Posted By RichC on October 28, 2015
With a few connections in the drug store world, it is always interesting to see who’s next in the acquisitions and mergers. On Tuesday, the financial news filled up mid-day with the latest deal: Walgreens Boots Alliance seeking to buy Rite Aid Corp. This would merge the second and third largest chains together and reduce competition in many cities. Of course there is still CVS and many smaller stand alone stores and chains … and most of the big box stores and grocery chains are also competing in this business. The potential merger could grow scrutiny from antitrust regulators.

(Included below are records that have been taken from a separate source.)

//! Slot storage for linked nodes.
//!
//! Every collection of this crate keeps its nodes in an [`Arena`], and links
//! between nodes are [`NodeId`] handles into it. Reciprocal links of a doubly
//! linked list are therefore plain indices: the arena is the single owner.
//!
//! Removed slots are threaded into a free list and reused by the next
//! insertion, so a collection with a steady number of elements does not grow.

use crate::node::NodeId;
use std::mem;
use std::ops::{Index, IndexMut};

pub(crate) struct Arena<N> {
    slots: Vec<Slot<N>>,
    /// Head of the free list threaded through vacant slots.
    free: Option<NodeId>,
    len: usize,
}

enum Slot<N> {
    Occupied(N),
    Vacant { next_free: Option<NodeId> },
}

impl<N> Arena<N> {
    pub(crate) const fn new() -> Self {
        Self {
            slots: Vec::new(),
            free: None,
            len: 0,
        }
    }

    pub(crate) fn with_capacity(capacity: usize) -> Self {
        Self {
            slots: Vec::with_capacity(capacity),
            free: None,
            len: 0,
        }
    }

    /// Number of occupied slots.
    pub(crate) fn len(&self) -> usize {
        self.len
    }

    pub(crate) fn capacity(&self) -> usize {
        self.slots.capacity()
    }

    /// Number of slots ever allocated, occupied or not.
    #[cfg(test)]
    pub(crate) fn slot_count(&self) -> usize {
        self.slots.len()
    }

    /// Stores `node`, reusing a vacant slot when there is one.
    pub(crate) fn insert(&mut self, node: N) -> NodeId {
        self.len += 1;
        if let Some(id) = self.free {
            let slot = &mut self.slots[id.index()];
            if let Slot::Vacant { next_free } = *slot {
                self.free = next_free;
                *slot = Slot::Occupied(node);
                return id;
            }
            unreachable!("free list points at occupied slot {:?}", id);
        }
        let id = NodeId::new(self.slots.len());
        self.slots.push(Slot::Occupied(node));
        id
    }

    /// Takes the node out of slot `id` and puts the slot on the free list.
    ///
    /// # Panics
    ///
    /// Panics if the slot is already vacant.
    pub(crate) fn remove(&mut self, id: NodeId) -> N {
        let slot = &mut self.slots[id.index()];
        if let Slot::Vacant { .. } = slot {
            panic!("removing vacant slot {:?}", id);
        }
        let vacant = Slot::Vacant {
            next_free: self.free,
        };
        self.free = Some(id);
        self.len -= 1;
        match mem::replace(slot, vacant) {
            Slot::Occupied(node) => node,
            Slot::Vacant { .. } => unreachable!(),
        }
    }

    /// Drops every node and forgets the free list, keeping the allocation.
    pub(crate) fn clear(&mut self) {
        self.slots.clear();
        self.free = None;
        self.len = 0;
    }

    /// Mutable access to every slot in slot order, `None` for vacant ones.
    ///
    /// The references are disjoint, which lets callers hand out many
    /// `&mut` at once and reorder them afterwards.
    pub(crate) fn slots_mut(&mut self) -> impl Iterator<Item = Option<&mut N>> {
        self.slots.iter_mut().map(|slot| match slot {
            Slot::Occupied(node) => Some(node),
            Slot::Vacant { .. } => None,
        })
    }
}

impl<N> Default for Arena<N> {
    fn default() -> Self {
        Self::new()
    }
}

impl<N> Index<NodeId> for Arena<N> {
    type Output = N;

    fn index(&self, id: NodeId) -> &N {
        match &self.slots[id.index()] {
            Slot::Occupied(node) => node,
            Slot::Vacant { .. } => panic!("dangling node handle {:?}", id),
        }
    }
}

impl<N> IndexMut<NodeId> for Arena<N> {
    fn index_mut(&mut self, id: NodeId) -> &mut N {
        match &mut self.slots[id.index()] {
            Slot::Occupied(node) => node,
            Slot::Vacant { .. } => panic!("dangling node handle {:?}", id),
        }
    }
}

A deal is expected to be announced Wednesday, according to people familiar with the matter. Rite Aid had a market value of more than $6 billion Monday afternoon, meaning that with a typical premium, a takeover deal could value the company at close to $10 billion. That doesn’t include its hefty debt load, which totaled $7.4 billion in August.
Rite Aid shares surged 38% to $8.38 after The Wall Street Journal reported the talks, while Walgreens rose 5% to $93.95.—
A combination of the pharmacy chains would come amid waves of mergers in various corners of the health-care industry—from drug makers to hospital chains and insurers—as the federal health overhaul known as the Affordable Care Act and other developments pressure companies to lower costs, bulk up and increase leverage with suppliers.
Putting their drugstore networks together could yield cost savings at a time when the companies have been beset by drug-cost inflation. Other benefits could be derived from marrying Walgreens’ wholesale operation with Rite Aid.